Action item -
Look in the material below for the line with "filename src/server/sender.rs" and the line with "round costs about", then set down exactly those two lines and all lines between, nothing more.

### Material to process

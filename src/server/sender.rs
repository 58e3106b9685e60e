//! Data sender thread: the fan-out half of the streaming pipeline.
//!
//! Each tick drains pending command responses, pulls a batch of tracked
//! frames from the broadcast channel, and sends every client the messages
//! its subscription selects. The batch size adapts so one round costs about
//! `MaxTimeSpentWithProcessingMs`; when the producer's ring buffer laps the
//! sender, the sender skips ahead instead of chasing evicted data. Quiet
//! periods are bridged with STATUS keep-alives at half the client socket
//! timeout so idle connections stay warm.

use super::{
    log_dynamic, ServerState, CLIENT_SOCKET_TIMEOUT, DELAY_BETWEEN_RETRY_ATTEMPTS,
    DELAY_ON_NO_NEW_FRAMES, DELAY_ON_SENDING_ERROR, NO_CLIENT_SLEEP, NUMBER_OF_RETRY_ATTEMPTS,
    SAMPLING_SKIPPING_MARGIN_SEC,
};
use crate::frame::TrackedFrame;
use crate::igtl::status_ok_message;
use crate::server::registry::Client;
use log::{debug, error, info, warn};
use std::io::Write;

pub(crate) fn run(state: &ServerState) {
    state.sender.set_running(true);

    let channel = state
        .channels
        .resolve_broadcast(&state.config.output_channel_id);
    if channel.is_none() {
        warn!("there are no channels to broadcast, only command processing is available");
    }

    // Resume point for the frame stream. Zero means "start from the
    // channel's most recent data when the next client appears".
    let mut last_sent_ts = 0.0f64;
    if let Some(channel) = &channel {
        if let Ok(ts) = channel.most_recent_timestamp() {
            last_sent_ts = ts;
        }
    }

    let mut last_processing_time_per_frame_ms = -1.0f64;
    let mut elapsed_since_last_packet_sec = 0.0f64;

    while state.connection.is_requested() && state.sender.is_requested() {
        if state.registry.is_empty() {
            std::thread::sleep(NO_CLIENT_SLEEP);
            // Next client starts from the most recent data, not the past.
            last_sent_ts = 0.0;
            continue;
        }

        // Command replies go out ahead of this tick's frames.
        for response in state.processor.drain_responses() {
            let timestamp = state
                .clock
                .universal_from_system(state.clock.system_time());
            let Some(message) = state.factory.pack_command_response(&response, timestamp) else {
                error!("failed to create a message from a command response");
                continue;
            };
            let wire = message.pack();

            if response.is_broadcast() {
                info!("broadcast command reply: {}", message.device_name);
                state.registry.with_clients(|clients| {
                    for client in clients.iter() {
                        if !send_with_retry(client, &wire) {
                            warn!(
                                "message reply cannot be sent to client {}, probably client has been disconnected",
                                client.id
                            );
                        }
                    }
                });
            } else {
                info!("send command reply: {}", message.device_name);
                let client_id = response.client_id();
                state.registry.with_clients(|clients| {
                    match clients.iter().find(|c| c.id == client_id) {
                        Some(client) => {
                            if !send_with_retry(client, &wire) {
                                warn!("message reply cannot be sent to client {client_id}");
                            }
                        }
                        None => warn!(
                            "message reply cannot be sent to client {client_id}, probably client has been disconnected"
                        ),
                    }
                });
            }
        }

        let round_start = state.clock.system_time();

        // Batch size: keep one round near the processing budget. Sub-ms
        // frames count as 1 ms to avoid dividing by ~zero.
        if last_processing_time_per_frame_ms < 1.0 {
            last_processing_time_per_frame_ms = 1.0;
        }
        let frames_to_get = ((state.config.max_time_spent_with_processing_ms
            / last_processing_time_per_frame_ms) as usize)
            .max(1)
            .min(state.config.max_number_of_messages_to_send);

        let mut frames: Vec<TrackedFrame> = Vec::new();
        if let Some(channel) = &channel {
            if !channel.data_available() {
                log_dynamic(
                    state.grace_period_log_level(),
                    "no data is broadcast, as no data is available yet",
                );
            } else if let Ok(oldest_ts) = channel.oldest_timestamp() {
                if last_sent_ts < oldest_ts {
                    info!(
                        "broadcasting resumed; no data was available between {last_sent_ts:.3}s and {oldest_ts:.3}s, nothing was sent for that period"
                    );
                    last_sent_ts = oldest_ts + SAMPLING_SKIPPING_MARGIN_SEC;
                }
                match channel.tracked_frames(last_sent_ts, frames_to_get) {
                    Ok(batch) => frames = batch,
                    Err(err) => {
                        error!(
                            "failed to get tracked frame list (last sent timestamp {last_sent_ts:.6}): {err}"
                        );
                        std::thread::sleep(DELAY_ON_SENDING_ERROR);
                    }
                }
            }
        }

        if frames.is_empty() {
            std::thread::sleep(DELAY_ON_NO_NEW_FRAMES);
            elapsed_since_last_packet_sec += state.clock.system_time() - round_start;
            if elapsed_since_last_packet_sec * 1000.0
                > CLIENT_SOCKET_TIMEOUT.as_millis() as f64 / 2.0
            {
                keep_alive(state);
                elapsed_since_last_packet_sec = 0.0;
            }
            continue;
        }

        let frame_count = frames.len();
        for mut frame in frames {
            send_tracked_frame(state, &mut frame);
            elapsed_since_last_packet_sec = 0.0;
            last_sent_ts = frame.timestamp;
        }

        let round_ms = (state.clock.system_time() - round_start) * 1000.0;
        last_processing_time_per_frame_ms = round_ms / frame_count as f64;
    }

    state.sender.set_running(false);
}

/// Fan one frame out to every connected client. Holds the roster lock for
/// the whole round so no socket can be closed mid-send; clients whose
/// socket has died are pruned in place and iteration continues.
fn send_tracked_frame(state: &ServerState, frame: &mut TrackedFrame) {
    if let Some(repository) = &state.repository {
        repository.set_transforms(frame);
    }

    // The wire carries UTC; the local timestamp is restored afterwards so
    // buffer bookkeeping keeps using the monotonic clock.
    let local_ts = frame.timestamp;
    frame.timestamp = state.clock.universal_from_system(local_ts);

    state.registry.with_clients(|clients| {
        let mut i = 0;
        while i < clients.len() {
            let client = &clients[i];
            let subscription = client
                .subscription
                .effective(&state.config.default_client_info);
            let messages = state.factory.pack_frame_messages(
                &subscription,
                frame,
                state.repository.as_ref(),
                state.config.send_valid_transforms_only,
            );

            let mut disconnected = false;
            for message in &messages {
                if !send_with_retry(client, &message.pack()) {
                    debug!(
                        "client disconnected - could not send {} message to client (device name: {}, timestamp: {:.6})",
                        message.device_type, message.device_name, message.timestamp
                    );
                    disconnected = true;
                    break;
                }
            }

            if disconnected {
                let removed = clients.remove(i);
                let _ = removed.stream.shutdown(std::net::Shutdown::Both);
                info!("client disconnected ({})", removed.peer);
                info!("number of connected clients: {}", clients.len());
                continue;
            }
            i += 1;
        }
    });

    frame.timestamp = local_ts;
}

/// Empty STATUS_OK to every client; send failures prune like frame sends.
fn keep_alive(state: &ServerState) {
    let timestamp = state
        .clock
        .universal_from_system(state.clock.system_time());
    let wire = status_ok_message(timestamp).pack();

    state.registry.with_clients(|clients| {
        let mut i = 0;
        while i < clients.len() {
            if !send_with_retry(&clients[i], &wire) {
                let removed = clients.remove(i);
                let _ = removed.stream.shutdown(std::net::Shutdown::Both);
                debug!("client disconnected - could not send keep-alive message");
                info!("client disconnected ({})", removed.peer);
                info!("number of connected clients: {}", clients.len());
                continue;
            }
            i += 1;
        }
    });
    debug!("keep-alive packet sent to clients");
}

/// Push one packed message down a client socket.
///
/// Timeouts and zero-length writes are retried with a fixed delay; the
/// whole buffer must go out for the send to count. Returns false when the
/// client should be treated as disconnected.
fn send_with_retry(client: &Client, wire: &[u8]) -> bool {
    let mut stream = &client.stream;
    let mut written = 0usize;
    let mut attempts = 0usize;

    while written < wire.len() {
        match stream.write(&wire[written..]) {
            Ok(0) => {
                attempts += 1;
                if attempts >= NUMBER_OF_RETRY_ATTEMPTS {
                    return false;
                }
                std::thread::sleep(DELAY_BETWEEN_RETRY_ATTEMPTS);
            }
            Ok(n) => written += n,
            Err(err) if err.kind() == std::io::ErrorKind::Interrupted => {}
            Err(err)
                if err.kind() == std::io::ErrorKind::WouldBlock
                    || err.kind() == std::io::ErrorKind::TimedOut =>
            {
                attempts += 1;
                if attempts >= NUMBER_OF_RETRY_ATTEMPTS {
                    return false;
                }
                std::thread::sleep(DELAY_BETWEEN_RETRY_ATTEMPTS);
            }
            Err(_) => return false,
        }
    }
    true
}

######
### Material to process

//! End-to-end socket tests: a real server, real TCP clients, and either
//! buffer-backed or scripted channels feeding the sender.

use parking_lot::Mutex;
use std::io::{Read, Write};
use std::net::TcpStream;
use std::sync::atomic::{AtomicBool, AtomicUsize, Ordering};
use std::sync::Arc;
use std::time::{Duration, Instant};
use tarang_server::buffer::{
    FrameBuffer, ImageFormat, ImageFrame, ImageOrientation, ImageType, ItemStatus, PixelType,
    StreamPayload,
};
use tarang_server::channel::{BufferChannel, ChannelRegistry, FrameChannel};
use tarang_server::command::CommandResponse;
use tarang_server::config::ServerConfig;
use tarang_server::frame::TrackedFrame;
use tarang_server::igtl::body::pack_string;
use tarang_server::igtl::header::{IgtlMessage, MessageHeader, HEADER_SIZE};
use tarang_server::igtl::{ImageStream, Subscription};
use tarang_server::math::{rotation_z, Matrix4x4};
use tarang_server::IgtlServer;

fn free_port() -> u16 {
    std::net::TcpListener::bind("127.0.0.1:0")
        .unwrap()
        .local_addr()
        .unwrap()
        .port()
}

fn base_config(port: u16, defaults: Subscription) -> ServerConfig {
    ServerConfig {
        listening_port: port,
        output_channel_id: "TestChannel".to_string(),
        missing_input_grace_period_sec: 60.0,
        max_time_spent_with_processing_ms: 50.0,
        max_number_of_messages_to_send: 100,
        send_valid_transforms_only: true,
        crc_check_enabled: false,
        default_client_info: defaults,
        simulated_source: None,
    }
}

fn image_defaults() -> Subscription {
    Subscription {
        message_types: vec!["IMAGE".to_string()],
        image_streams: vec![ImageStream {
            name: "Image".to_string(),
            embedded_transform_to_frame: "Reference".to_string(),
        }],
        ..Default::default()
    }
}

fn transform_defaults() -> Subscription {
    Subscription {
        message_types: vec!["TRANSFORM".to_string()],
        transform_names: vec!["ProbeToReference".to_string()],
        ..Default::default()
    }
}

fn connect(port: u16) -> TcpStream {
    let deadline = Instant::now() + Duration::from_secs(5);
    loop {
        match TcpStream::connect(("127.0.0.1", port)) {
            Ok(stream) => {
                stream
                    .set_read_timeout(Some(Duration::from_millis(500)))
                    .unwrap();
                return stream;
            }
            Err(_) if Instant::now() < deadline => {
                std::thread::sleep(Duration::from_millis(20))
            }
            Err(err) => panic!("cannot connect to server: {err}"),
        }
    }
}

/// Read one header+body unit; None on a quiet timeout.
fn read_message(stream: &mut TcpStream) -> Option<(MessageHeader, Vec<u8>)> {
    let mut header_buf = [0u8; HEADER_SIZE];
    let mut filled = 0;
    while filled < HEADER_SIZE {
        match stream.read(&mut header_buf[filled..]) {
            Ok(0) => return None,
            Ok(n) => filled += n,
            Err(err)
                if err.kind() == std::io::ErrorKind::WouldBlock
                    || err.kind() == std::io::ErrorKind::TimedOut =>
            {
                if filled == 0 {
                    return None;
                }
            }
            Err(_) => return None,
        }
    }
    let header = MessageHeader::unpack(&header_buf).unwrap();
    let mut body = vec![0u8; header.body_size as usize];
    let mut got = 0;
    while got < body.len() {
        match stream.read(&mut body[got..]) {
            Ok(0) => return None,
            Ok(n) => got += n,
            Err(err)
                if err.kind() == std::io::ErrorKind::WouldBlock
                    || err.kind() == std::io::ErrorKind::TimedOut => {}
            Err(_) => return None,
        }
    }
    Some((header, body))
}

######

Solution to this problem -
filename src/server/sender.rs
repository 58e3106b9685e60e
//! Data sender thread: the fan-out half of the streaming pipeline.
//!
//! Each tick drains pending command responses, pulls a batch of tracked
//! frames from the broadcast channel, and sends every client the messages
//! its subscription selects. The batch size adapts so one round costs about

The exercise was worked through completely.